An increase in glomerular filtration rate (GFR) typically leads to:
Reduced blood pressure
No change in urine volume
Decreased urine production
Increased urine production
The Correct Answer is D
A. Reduced blood pressure: While a significant loss of fluid through high GFR can eventually lower blood volume, an increase in GFR is often a result of high blood pressure. High GFR itself does not immediately reduce pressure through a primary mechanism. It is a consequence of hemodynamics rather than a cause.
B. No change in urine volume: Renal physiology dictates that an increase in the filtered load typically results in a higher volume of fluid entering the tubules. Unless tubular reabsorption increases proportionally, the final urine volume must change.

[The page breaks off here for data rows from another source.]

//! Authorization code and access token storage.
//!
//! Each record kind has a narrow storage trait implemented once per backing
//! store ([`database`] for SeaORM, [`memory`] for a process-local map). The
//! [`AuthorizationCodes`] and [`AccessTokens`] wrappers own generation, input
//! validation and lifetime checks so every backend behaves the same.

use crate::oauth2::credentials::random_token;
use crate::oauth2::error::StoreError;
use async_trait::async_trait;
use std::sync::Arc;
use time::{Duration, OffsetDateTime};

pub mod database;
pub mod memory;

pub use crate::entity::oauth2_access_token::Model as AccessToken;
pub use crate::entity::oauth2_authorization_code::Model as AuthorizationCode;
pub use database::{DbAccessTokenStore, DbAuthorizationCodeStore};
pub use memory::{MemoryAccessTokenStore, MemoryAuthorizationCodeStore};

/// Persistence for authorization codes.
#[async_trait]
pub trait AuthorizationCodeStore: Send + Sync {
    /// Insert a new record. Fails with [`StoreError::AlreadyExists`] if the code is taken.
    async fn insert(&self, record: AuthorizationCode) -> Result<(), StoreError>;

    async fn find(&self, code: &str) -> Result<Option<AuthorizationCode>, StoreError>;

    /// Remove the record and return it in one atomic step.
    ///
    /// Of any number of concurrent callers for the same code, at most one gets `Some`.
    async fn take(&self, code: &str) -> Result<Option<AuthorizationCode>, StoreError>;

    /// Delete the record if present.
    async fn delete(&self, code: &str) -> Result<(), StoreError>;

    /// Delete every record issued before `cutoff`, returning how many were removed.
    async fn delete_issued_before(&self, cutoff: OffsetDateTime) -> Result<u64, StoreError>;
}

/// Persistence for access tokens.
#[async_trait]
pub trait AccessTokenStore: Send + Sync {
    /// Insert a new record. Fails with [`StoreError::AlreadyExists`] if the token is taken.
    async fn insert(&self, record: AccessToken) -> Result<(), StoreError>;

    async fn find(&self, token: &str) -> Result<Option<AccessToken>, StoreError>;

    /// Delete the record if present.
    async fn delete(&self, token: &str) -> Result<(), StoreError>;
}

/// Issues, resolves and consumes single-use authorization codes.
#[derive(Clone)]
pub struct AuthorizationCodes {
    store: Arc<dyn AuthorizationCodeStore>,
    lifetime: Duration,
}

impl AuthorizationCodes {
    pub fn new(store: Arc<dyn AuthorizationCodeStore>, lifetime: Duration) -> Self {
        Self { store, lifetime }
    }

    /// Issue a fresh code for `user_id`.
    #[tracing::instrument(skip(self))]
    pub async fn issue(&self, user_id: &str) -> Result<String, StoreError> {
        let code = random_token();
        self.store
            .insert(AuthorizationCode {
                id: uuid::Uuid::new_v4().to_string(),
                code: code.clone(),
                user_id: user_id.to_string(),
                issued_at: OffsetDateTime::now_utc(),
            })
            .await?;
        tracing::debug!(user_id, "Issued authorization code");
        Ok(code)
    }

    /// Look up the user a code was issued to without consuming it.
    ///
    /// Blank, unknown and expired codes resolve to `None`.
    #[tracing::instrument(skip_all)]
    pub async fn resolve(&self, code: &str) -> Result<Option<String>, StoreError> {
        if code.trim().is_empty() {
            return Ok(None);
        }
        Ok(self
            .store
            .find(code)
            .await?
            .filter(|record| !self.is_expired(record, OffsetDateTime::now_utc()))
            .map(|record| record.user_id))
    }

    /// Delete a code. Unknown codes are ignored.
    #[tracing::instrument(skip_all)]
    pub async fn consume(&self, code: &str) -> Result<(), StoreError> {
        if code.trim().is_empty() {
            return Ok(());
        }
        self.store.delete(code).await
    }

    /// Resolve and consume a code in a single atomic step.
    ///
    /// An expired code is removed as well but still resolves to `None`.
    #[tracing::instrument(skip_all)]
    pub async fn redeem(&self, code: &str) -> Result<Option<String>, StoreError> {
        if code.trim().is_empty() {
            return Ok(None);
        }
        let Some(record) = self.store.take(code).await? else {
            return Ok(None);
        };
        if self.is_expired(&record, OffsetDateTime::now_utc()) {
            tracing::debug!(user_id = %record.user_id, "Rejected expired authorization code");
            return Ok(None);
        }
        Ok(Some(record.user_id))
    }

    /// Remove every code whose lifetime has elapsed.
    #[tracing::instrument(skip(self))]
    pub async fn purge_expired(&self) -> Result<u64, StoreError> {
        let cutoff = OffsetDateTime::now_utc() - self.lifetime;
        self.store.delete_issued_before(cutoff).await
    }

    fn is_expired(&self, record: &AuthorizationCode, now: OffsetDateTime) -> bool {
        now >= record.issued_at + self.lifetime
    }
}

/// Issues, resolves and revokes bearer access tokens.
#[derive(Clone)]
pub struct AccessTokens {
    store: Arc<dyn AccessTokenStore>,
    lifetime: Duration,
}

impl AccessTokens {
    pub fn new(store: Arc<dyn AccessTokenStore>, lifetime: Duration) -> Self {
        Self { store, lifetime }
    }

    /// Token lifetime in whole seconds, as reported in `expires_in`.
    pub fn expires_in(&self) -> i64 {
        self.lifetime.whole_seconds()
    }

    #[tracing::instrument(skip(self))]
    pub async fn issue(&self, user_id: &str) -> Result<String, StoreError> {
        let token = random_token();
        self.store
            .insert(AccessToken {
                id: uuid::Uuid::new_v4().to_string(),
                token: token.clone(),
                user_id: user_id.to_string(),
                issued_at: OffsetDateTime::now_utc(),
                refresh_count: 0,
            })
            .await?;
        tracing::debug!(user_id, "Issued access token");
        Ok(token)
    }

    /// Look up the user a token belongs to. Never modifies the record.
    #[tracing::instrument(skip_all)]
    pub async fn resolve(&self, token: &str) -> Result<Option<String>, StoreError> {
        if token.trim().is_empty() {
            return Ok(None);
        }
        let now = OffsetDateTime::now_utc();
        Ok(self
            .store
            .find(token)
            .await?
            .filter(|record| now < record.issued_at + self.lifetime)
            .map(|record| record.user_id))
    }

    /// Delete a token. Unknown tokens are ignored.
    #[tracing::instrument(skip_all)]
    pub async fn revoke(&self, token: &str) -> Result<(), StoreError> {
        if token.trim().is_empty() {
            return Ok(());
        }
        self.store.delete(token).await
    }
}

/// Periodically delete expired authorization codes.
pub fn spawn_code_purge_task(codes: AuthorizationCodes, every: std::time::Duration) {
    tokio::spawn(async move {
        let mut interval = tokio::time::interval(every);
        loop {
            interval.tick().await;
            match codes.purge_expired().await {
                Ok(0) => {}
                Ok(removed) => tracing::info!(removed, "Purged expired authorization codes"),
                Err(e) => tracing::error!("Failed to purge expired authorization codes: {}", e),
            }
        }
    });
}

#[cfg(test)]
mod tests {
    use super::*;

    fn codes(lifetime: Duration) -> AuthorizationCodes {
        AuthorizationCodes::new(Arc::new(MemoryAuthorizationCodeStore::default()), lifetime)
    }

    fn tokens(lifetime: Duration) -> AccessTokens {
        AccessTokens::new(Arc::new(MemoryAccessTokenStore::default()), lifetime)
    }

    #[tokio::test]
    async fn test_issue_then_resolve_returns_user() {
        let codes = codes(Duration::minutes(10));
        let code = codes.issue("user-1").await.unwrap();

        assert_eq!(codes.resolve(&code).await.unwrap().as_deref(), Some("user-1"));
        // resolve does not consume
        assert_eq!(codes.resolve(&code).await.unwrap().as_deref(), Some("user-1"));
    }

    #[tokio::test]
    async fn test_resolve_blank_and_unknown_codes() {
        let codes = codes(Duration::minutes(10));
        assert!(codes.resolve("").await.unwrap().is_none());
        assert!(codes.resolve("   ").await.unwrap().is_none());
        assert!(codes.resolve("never-issued").await.unwrap().is_none());
    }

    #[tokio::test]
    async fn test_consume_is_idempotent() {
        let codes = codes(Duration::minutes(10));
        let code = codes.issue("user-1").await.unwrap();

        codes.consume(&code).await.unwrap();
        codes.consume(&code).await.unwrap();
        codes.consume("never-issued").await.unwrap();

        assert!(codes.resolve(&code).await.unwrap().is_none());
    }

    #[tokio::test]
    async fn test_redeem_is_single_use() {
        let codes = codes(Duration::minutes(10));
        let code = codes.issue("user-1").await.unwrap();

        assert_eq!(codes.redeem(&code).await.unwrap().as_deref(), Some("user-1"));
        assert!(codes.redeem(&code).await.unwrap().is_none());
        assert!(codes.resolve(&code).await.unwrap().is_none());
    }

    #[tokio::test]
    async fn test_expired_code_is_not_resolved_or_redeemed() {
        let codes = codes(Duration::ZERO);
        let code = codes.issue("user-1").await.unwrap();

        assert!(codes.resolve(&code).await.unwrap().is_none());
        assert!(codes.redeem(&code).await.unwrap().is_none());
    }

    #[tokio::test]
    async fn test_purge_removes_only_expired_codes() {
        let store = Arc::new(MemoryAuthorizationCodeStore::default());
        let codes = AuthorizationCodes::new(store.clone(), Duration::minutes(10));

        let fresh = codes.issue("user-1").await.unwrap();
        store
            .insert(AuthorizationCode {
                id: "old".into(),
                code: "old-code".into(),
                user_id: "user-2".into(),
                issued_at: OffsetDateTime::now_utc() - Duration::minutes(11),
            })
            .await
            .unwrap();

        assert_eq!(codes.purge_expired().await.unwrap(), 1);
        assert!(store.find("old-code").await.unwrap().is_none());
        assert!(store.find(&fresh).await.unwrap().is_some());
    }

    #[tokio::test(flavor = "multi_thread", worker_threads = 4)]
    async fn test_concurrent_redeem_has_exactly_one_winner() {
        let codes = codes(Duration::minutes(10));
        let code = codes.issue("user-1").await.unwrap();

        let handles: Vec<_> = (0..16)
            .map(|_| {
                let codes = codes.clone();
                let code = code.clone();
                tokio::spawn(async move { codes.redeem(&code).await.unwrap() })
            })
            .collect();

        let mut winners = 0;
        for handle in handles {
            if handle.await.unwrap().is_some() {
                winners += 1;
            }
        }
        assert_eq!(winners, 1);
    }

    #[tokio::test]
    async fn test_token_resolve_is_non_destructive_until_revoked() {
        let tokens = tokens(Duration::hours(1));
        let token = tokens.issue("user-1").await.unwrap();

        for _ in 0..3 {
            assert_eq!(tokens.resolve(&token).await.unwrap().as_deref(), Some("user-1"));
        }

        tokens.revoke(&token).await.unwrap();
        assert!(tokens.resolve(&token).await.unwrap().is_none());
        // second revoke is a no-op
        tokens.revoke(&token).await.unwrap();
    }

    #[tokio::test]
    async fn test_expired_token_is_not_resolved() {
        let tokens = tokens(Duration::ZERO);
        let token = tokens.issue("user-1").await.unwrap();
        assert!(tokens.resolve(&token).await.unwrap().is_none());
    }

    #[test]
    fn test_expires_in_reports_seconds() {
        assert_eq!(tokens(Duration::hours(1)).expires_in(), 3600);
    }
}
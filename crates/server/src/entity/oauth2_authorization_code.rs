//! OAuth2 Authorization Code entity - short-lived, single-use codes exchanged for tokens.

use sea_orm::entity::prelude::*;
use serde::{Deserialize, Serialize};
use time::OffsetDateTime;

#[derive(Clone, Debug, PartialEq, DeriveEntityModel, Serialize, Deserialize)]
#[sea_orm(table_name = "oauth2_authorization_code")]
pub struct Model {
    #[sea_orm(primary_key, auto_increment = false)]
    pub id: String,
    #[sea_orm(unique)]
    pub code: String,
    pub user_id: String,
    pub issued_at: OffsetDateTime,
}

#[derive(Copy, Clone, Debug, EnumIter, DeriveRelation)]
pub enum Relation {}

impl ActiveModelBehavior for ActiveModel {}
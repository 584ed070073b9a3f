use serde::Deserialize;
use thiserror::Error;

#[derive(Debug, Error)]
pub enum ConfigError {
    #[error("Configuration build error: {0}")]
    Build(#[from] config::ConfigError),
    #[error("Invalid configuration: {0}")]
    Validation(String),
}

#[derive(Debug, Clone, Deserialize)]
pub struct OAuth2Config {
    /// Authorization code lifetime in seconds
    #[serde(default = "default_authorization_code_lifetime")]
    pub authorization_code_lifetime: i64,
    /// Access token lifetime in seconds
    #[serde(default = "default_access_token_lifetime")]
    pub access_token_lifetime: i64,
    /// Seconds between sweeps that delete expired authorization codes
    #[serde(default = "default_purge_interval")]
    pub purge_interval: u64,
}

impl Default for OAuth2Config {
    fn default() -> Self {
        Self {
            authorization_code_lifetime: default_authorization_code_lifetime(),
            access_token_lifetime: default_access_token_lifetime(),
            purge_interval: default_purge_interval(),
        }
    }
}

fn default_authorization_code_lifetime() -> i64 {
    600 // 10 minutes
}

fn default_access_token_lifetime() -> i64 {
    3600 // 1 hour
}

fn default_purge_interval() -> u64 {
    300
}

fn default_listen_addr() -> String {
    "0.0.0.0:8080".to_string()
}

#[derive(Debug, Clone, Deserialize)]
pub struct AppConfig {
    pub database_url: String,
    #[serde(default = "default_listen_addr")]
    pub listen_addr: String,
    #[serde(default)]
    pub oauth2: OAuth2Config,
}

impl AppConfig {
    pub fn validate(&self) -> Result<(), ConfigError> {
        if self.oauth2.authorization_code_lifetime <= 0 {
            return Err(ConfigError::Validation(
                "oauth2.authorization_code_lifetime must be > 0".into(),
            ));
        }
        if self.oauth2.access_token_lifetime <= 0 {
            return Err(ConfigError::Validation(
                "oauth2.access_token_lifetime must be > 0".into(),
            ));
        }
        if self.oauth2.purge_interval == 0 {
            return Err(ConfigError::Validation(
                "oauth2.purge_interval must be > 0".into(),
            ));
        }
        Ok(())
    }
}

/// Load application configuration from `config.yaml` + environment overrides.
///
/// Any environment variable matching the key path separated by double
/// underscores (e.g. `OAUTH2__ACCESS_TOKEN_LIFETIME`) overrides the file value.
/// The file is optional when everything is supplied through the environment.
pub fn load_config() -> Result<AppConfig, ConfigError> {
    use config::{Config, Environment, File};
    let cfg = Config::builder()
        .add_source(File::with_name("config.yaml").required(false))
        .add_source(Environment::default().separator("__"))
        .build()?;

    let app: AppConfig = cfg.try_deserialize()?;
    app.validate()?;
    Ok(app)
}

#[cfg(test)]
mod tests {
    use super::*;

    fn config(code: i64, token: i64) -> AppConfig {
        AppConfig {
            database_url: "sqlite::memory:".into(),
            listen_addr: default_listen_addr(),
            oauth2: OAuth2Config {
                authorization_code_lifetime: code,
                access_token_lifetime: token,
                purge_interval: 60,
            },
        }
    }

    #[test]
    fn defaults_are_valid() {
        assert!(config(600, 3600).validate().is_ok());
        let defaults = OAuth2Config::default();
        assert_eq!(defaults.authorization_code_lifetime, 600);
        assert_eq!(defaults.access_token_lifetime, 3600);
    }

    #[test]
    fn rejects_non_positive_lifetimes() {
        assert!(config(0, 3600).validate().is_err());
        assert!(config(600, -1).validate().is_err());
    }
}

The volume of filtrate directly influences the volume of the end product.
C. Decreased urine production: This would only occur if the tubular reabsorption rates significantly exceeded the increased rate of filtration at the glomerulus. Under standard physiological conditions, a higher GFR provides more substrate for excretion. Decreased production is associated with low GFR or high ADH levels.
D. Increased urine production: A higher GFR elevates the volume of ultrafiltrate entering the proximal convoluted tubule each minute. This overwhelms the standard reabsorptive capacity of the nephrons, leading to a greater volume of fluid reaching the collecting ducts. Consequently, the total daily urine output increases significantly.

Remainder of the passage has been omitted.